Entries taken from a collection
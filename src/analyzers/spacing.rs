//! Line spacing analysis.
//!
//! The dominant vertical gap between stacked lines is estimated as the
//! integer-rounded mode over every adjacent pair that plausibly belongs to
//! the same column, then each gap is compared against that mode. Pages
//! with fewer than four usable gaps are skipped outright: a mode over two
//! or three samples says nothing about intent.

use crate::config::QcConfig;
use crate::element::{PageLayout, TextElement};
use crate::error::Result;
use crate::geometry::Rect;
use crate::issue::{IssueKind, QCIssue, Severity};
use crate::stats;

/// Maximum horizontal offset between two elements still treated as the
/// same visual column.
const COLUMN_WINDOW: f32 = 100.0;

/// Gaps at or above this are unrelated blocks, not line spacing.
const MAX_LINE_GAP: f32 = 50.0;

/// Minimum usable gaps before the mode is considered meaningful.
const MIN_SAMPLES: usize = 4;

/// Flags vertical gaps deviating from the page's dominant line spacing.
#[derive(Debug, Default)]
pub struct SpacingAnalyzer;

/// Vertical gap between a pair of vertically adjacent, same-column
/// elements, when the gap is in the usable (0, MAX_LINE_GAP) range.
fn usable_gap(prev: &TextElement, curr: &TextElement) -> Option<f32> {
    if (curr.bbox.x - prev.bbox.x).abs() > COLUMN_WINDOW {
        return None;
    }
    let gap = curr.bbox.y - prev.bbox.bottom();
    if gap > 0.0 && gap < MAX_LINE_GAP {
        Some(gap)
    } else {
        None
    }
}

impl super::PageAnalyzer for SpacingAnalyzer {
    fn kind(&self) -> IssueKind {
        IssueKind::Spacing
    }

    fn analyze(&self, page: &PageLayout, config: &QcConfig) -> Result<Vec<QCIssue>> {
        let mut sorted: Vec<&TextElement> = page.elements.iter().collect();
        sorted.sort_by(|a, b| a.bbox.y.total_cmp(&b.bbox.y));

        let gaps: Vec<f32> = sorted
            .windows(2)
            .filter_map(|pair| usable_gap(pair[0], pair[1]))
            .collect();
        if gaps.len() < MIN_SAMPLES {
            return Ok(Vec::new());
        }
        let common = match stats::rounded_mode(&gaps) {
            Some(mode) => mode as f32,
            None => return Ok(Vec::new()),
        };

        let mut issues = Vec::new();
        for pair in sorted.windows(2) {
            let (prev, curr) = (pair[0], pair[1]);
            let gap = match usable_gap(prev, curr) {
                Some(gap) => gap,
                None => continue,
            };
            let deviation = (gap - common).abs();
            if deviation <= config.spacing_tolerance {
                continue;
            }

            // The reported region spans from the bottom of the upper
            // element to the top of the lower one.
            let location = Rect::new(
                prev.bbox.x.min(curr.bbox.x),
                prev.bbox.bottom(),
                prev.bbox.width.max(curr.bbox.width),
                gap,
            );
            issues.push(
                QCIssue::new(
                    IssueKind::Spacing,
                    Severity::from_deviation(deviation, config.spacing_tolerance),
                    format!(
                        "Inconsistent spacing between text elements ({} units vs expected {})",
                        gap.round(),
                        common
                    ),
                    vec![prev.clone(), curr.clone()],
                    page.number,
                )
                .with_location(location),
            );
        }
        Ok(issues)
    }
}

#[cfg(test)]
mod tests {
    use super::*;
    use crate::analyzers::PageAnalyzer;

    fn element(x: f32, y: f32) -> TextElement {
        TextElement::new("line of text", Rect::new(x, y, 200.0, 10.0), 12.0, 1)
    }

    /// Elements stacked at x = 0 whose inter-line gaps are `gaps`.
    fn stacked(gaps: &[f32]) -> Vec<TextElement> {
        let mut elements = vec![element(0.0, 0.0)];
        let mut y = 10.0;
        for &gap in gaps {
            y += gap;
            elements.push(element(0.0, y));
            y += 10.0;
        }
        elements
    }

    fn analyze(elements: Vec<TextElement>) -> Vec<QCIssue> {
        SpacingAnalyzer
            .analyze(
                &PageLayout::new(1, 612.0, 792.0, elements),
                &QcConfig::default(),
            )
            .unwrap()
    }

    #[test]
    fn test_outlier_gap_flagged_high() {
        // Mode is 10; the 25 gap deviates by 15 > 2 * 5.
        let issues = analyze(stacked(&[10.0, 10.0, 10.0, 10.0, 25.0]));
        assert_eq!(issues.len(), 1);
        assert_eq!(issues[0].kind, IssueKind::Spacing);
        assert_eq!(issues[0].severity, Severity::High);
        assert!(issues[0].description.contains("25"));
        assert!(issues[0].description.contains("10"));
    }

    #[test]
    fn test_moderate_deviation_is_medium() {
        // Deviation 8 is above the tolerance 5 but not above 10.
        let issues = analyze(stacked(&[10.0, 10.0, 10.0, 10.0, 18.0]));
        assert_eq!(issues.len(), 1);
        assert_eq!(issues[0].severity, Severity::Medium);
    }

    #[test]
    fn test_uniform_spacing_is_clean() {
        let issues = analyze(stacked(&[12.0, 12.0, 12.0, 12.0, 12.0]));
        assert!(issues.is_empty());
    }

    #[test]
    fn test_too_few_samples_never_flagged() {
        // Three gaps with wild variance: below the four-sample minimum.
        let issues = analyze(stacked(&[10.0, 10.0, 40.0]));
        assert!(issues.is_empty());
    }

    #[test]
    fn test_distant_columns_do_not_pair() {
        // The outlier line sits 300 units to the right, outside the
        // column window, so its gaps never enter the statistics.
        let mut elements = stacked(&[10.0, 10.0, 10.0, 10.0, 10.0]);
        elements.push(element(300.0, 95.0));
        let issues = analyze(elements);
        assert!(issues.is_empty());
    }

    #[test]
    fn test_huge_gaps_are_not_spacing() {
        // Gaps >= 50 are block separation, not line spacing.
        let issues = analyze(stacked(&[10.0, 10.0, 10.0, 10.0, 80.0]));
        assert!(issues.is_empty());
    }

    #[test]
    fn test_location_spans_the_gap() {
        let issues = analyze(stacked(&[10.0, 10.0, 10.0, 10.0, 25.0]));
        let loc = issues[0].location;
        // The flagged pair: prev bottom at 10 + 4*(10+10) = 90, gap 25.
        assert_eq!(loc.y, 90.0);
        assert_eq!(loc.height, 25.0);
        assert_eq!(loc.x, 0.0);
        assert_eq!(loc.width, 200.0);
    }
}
--
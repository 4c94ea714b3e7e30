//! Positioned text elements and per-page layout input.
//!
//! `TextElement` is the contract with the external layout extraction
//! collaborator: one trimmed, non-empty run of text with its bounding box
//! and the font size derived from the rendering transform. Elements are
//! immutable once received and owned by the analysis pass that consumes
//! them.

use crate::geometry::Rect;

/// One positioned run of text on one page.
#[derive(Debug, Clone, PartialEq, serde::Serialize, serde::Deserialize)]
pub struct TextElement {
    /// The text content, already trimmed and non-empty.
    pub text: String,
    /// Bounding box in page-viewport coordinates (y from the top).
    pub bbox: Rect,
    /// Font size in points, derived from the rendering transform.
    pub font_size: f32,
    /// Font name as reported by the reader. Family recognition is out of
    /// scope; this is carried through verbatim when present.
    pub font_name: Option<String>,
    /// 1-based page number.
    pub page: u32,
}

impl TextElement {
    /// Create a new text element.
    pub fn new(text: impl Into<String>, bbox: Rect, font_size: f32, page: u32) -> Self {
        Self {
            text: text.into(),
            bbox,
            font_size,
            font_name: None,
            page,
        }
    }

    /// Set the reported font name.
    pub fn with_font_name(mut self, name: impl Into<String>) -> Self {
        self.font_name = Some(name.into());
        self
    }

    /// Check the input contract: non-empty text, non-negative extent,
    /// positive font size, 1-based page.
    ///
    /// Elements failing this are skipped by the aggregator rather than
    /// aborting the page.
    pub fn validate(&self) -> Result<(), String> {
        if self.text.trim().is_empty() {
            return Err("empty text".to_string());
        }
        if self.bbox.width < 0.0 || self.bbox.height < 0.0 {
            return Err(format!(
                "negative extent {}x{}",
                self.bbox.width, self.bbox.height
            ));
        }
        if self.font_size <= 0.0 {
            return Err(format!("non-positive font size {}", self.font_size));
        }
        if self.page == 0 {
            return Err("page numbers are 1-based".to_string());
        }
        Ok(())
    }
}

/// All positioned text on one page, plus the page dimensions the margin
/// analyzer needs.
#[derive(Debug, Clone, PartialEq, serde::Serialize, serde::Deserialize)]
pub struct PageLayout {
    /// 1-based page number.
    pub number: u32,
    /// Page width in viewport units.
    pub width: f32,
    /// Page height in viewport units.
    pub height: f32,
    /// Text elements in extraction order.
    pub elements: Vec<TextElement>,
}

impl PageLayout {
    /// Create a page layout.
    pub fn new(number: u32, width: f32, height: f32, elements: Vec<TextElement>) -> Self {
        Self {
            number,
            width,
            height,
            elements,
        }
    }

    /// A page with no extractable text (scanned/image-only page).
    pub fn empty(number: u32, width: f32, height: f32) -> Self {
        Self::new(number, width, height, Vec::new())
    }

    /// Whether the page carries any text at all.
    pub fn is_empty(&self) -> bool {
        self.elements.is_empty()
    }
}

=== WHAT YOU ARE ASKED TO DO ===
Your task is to find each line in the entries that contains the string "struct" and copy it.

=== TASK OUTPUT ===
pub struct SpacingAnalyzer;
pub struct TextElement {
pub struct PageLayout {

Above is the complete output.